Not everyone shares that opinion. Many are still undecided or neutral on the subject. Dick Noles of Bishop and also the president of Advocates for Access to Public Lands said he is neutral on the subject and his main concern is that public access to public land is not threatened.
April Zrelak of Independence wondered just how the DRECP will be actually used in making decisions on renewable energy projects, saying, “I don’t generally favor large solar arrays, although I have no problem with them in brown fields, but I do not want to see them in pristine, open land.” She went on to say that she felt greater energy conservation efforts and attention to distributive energy sources such as rooftop solar panels should be made, lessening the need for very large industrial solar energy plants.
Nina Weisman of Independence also felt strongly that “we should not use undisturbed land for large renewable energy projects.” She is worried that the state’s plan might mistakenly allow too many solar plants which will threaten local tourism and the environment. She also supports greater distributive energy sources over large industrial renewable plants.
Distributive energy sources such as rooftop solar panels have been shown to be more efficient than large industrial plants, however the utility companies counter that rooftop solar panels have mainly been adopted by wealthy customers and without subsidies, they are too expensive for many middle class customers. Some also argue that distributive energy sources threaten the economic underpinning of large utilities which is based on mass distribution and shared costs, which they claim keep the cost of energy down for everyone.

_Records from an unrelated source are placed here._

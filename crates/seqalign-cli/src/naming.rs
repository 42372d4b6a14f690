//! Output file names.

use seqalign_io::{DicomMetadata, MetadataKey};
use std::path::Path;

pub const FIXED_PREFIX: &str = "F";
pub const MOVING_PREFIX: &str = "M";
pub const AUGMENTED_PREFIX: &str = "A";

/// Final path component without a `.nii` / `.nii.gz` extension.
pub fn scan_name(path: &Path) -> String {
    let name = path
        .file_name()
        .map(|n| n.to_string_lossy().into_owned())
        .unwrap_or_else(|| "scan".to_string());
    let lower = name.to_ascii_lowercase();
    for ext in [".nii.gz", ".nii"] {
        if lower.ends_with(ext) && name.len() > ext.len() {
            return name[..name.len() - ext.len()].to_string();
        }
    }
    name
}

/// `F_<name>.nii.gz` for the reference, `M_<name>.nii.gz` otherwise.
pub fn conversion_name(path: &Path, is_reference: bool) -> String {
    let prefix = if is_reference { FIXED_PREFIX } else { MOVING_PREFIX };
    format!("{prefix}_{}.nii.gz", scan_name(path))
}

/// `{PatientName}_SEQ{moving}->SEQ{fixed}.nii` when both series carry the
/// tags, else the conversion name of the moving scan.
pub fn registration_name(moving_path: &Path, moving: Option<&DicomMetadata>, fixed: Option<&DicomMetadata>) -> String {
    let tagged = moving.zip(fixed).and_then(|(moving, fixed)| {
        let patient = moving.text(MetadataKey::PatientName)?;
        let moving_series = moving.integer(MetadataKey::SeriesNumber)?;
        let fixed_series = fixed.integer(MetadataKey::SeriesNumber)?;
        Some(format!("{patient}_SEQ{moving_series}->SEQ{fixed_series}.nii"))
    });
    tagged.unwrap_or_else(|| conversion_name(moving_path, false))
}

pub fn augmentation_name(path: &Path) -> String {
    format!("{AUGMENTED_PREFIX}_{}.nii.gz", scan_name(path))
}

#[cfg(test)]
mod tests {
    use super::*;
    use seqalign_io::MetadataValue;

    fn metadata(patient: Option<&str>, series: i64) -> DicomMetadata {
        let mut metadata = DicomMetadata::new();
        if let Some(patient) = patient {
            metadata.insert(MetadataKey::PatientName, MetadataValue::Text(patient.to_string()));
        }
        metadata.insert(MetadataKey::SeriesNumber, MetadataValue::Integer(series));
        metadata
    }

    #[test]
    fn test_scan_name_strips_nifti_extension() {
        assert_eq!(scan_name(Path::new("/data/p1/11")), "11");
        assert_eq!(scan_name(Path::new("/data/p1/t2.nii.gz")), "t2");
        assert_eq!(scan_name(Path::new("flair.NII")), "flair");
    }

    #[test]
    fn test_conversion_names() {
        assert_eq!(conversion_name(Path::new("p1/8"), true), "F_8.nii.gz");
        assert_eq!(conversion_name(Path::new("p1/11"), false), "M_11.nii.gz");
    }

    #[test]
    fn test_registration_name_from_tags() {
        let moving = metadata(Some("OPBG0001"), 11);
        let fixed = metadata(Some("OPBG0001"), 8);
        assert_eq!(
            registration_name(Path::new("p1/11"), Some(&moving), Some(&fixed)),
            "OPBG0001_SEQ11->SEQ8.nii"
        );
    }

    #[test]
    fn test_registration_name_falls_back() {
        let fixed = metadata(Some("OPBG0001"), 8);
        assert_eq!(registration_name(Path::new("p1/t1.nii"), None, Some(&fixed)), "M_t1.nii.gz");
        let unnamed = metadata(None, 11);
        assert_eq!(registration_name(Path::new("p1/11"), Some(&unnamed), Some(&fixed)), "M_11.nii.gz");
    }
}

Earl Wilson of Lone Pine expressed concern over what appeared to be potential new transmission lines shown on the maps in the room. He said he is concerned about towers, mirrors and mills.
Commissioner Douglas responded that the transmission analysis was done by technical specialists from different utilities to make a determination on how much transmission capacity would be needed in any approved area based on what it was capable of producing. It is just another feasibility tool to be combined with others that will assist in decision making.
Alan Babcock of the Big Pine Paiute Tribe asked if there are plans looking at urban areas with regard to expansions of distributive energy. The response from Douglas was, yes – the state has been looking at urban areas, noting, “The scale of the problem in climate change is really large. Retail energy use, shifting transportation, backing off coal plants, loss of two nuclear plants; all have us looking at everything. Why the desert, many ask? Most of the population lives close to the coasts and foggy coasts are generally not suitable to solar and land is also very expensive.”